**Task to carry out**
Copy, from the material below, each line where "StartCall" shows up.

**Records supplied**
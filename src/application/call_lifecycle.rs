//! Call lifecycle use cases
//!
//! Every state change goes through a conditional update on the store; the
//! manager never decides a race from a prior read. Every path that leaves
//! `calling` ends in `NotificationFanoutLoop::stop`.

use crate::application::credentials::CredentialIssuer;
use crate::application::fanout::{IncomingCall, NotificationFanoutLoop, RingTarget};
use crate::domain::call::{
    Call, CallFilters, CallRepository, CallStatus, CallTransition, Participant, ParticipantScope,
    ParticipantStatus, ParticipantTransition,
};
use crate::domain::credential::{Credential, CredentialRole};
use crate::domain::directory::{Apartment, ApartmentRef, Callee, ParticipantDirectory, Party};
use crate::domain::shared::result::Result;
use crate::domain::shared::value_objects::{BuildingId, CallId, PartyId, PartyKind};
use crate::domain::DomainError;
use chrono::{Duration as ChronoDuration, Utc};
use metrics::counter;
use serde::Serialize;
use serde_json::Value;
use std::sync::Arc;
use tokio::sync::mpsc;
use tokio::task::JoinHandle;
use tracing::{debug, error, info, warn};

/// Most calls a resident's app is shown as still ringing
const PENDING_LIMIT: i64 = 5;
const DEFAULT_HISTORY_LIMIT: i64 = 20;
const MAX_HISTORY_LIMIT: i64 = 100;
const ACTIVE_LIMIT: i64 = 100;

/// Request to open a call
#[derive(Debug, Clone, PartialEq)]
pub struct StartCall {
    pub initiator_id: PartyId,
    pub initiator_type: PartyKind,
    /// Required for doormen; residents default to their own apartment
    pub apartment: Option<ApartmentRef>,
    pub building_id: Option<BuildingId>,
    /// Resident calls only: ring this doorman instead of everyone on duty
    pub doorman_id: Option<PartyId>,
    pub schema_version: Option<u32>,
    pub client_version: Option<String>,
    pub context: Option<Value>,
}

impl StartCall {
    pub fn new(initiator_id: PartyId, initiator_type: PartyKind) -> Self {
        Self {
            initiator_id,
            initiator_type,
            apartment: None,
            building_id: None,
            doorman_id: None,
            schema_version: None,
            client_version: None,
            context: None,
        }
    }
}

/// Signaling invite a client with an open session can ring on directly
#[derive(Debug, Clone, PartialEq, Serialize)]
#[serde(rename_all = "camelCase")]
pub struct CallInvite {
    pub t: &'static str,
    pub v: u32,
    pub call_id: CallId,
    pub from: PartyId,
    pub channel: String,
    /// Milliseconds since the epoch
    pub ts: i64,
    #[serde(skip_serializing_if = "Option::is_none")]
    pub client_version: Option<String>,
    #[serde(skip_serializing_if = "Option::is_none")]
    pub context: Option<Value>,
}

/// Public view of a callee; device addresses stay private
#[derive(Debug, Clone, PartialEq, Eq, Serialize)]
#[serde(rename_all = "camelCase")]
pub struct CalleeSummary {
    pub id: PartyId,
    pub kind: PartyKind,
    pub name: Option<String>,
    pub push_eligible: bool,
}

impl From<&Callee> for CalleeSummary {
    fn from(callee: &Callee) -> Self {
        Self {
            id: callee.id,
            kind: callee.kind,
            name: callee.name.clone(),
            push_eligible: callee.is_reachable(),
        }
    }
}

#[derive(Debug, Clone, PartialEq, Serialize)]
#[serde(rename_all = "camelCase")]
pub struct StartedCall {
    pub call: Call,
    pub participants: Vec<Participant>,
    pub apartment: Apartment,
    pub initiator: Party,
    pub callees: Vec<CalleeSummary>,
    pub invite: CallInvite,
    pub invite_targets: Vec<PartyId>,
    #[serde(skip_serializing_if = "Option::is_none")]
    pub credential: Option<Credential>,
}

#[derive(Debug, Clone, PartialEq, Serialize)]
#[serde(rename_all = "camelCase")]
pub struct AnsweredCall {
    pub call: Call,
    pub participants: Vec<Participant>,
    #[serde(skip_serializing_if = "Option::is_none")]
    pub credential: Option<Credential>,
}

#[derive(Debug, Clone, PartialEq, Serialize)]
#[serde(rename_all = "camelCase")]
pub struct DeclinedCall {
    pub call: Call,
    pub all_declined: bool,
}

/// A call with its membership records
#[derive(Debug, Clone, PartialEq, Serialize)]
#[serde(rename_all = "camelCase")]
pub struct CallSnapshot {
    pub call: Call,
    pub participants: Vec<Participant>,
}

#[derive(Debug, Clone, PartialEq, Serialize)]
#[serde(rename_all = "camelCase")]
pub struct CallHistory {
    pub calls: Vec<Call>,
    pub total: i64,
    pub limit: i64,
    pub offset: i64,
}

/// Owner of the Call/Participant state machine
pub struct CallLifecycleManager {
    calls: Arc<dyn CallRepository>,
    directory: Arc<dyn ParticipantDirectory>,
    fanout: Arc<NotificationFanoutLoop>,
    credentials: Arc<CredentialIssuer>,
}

**Problem solution**
pub struct StartCall {
impl StartCall {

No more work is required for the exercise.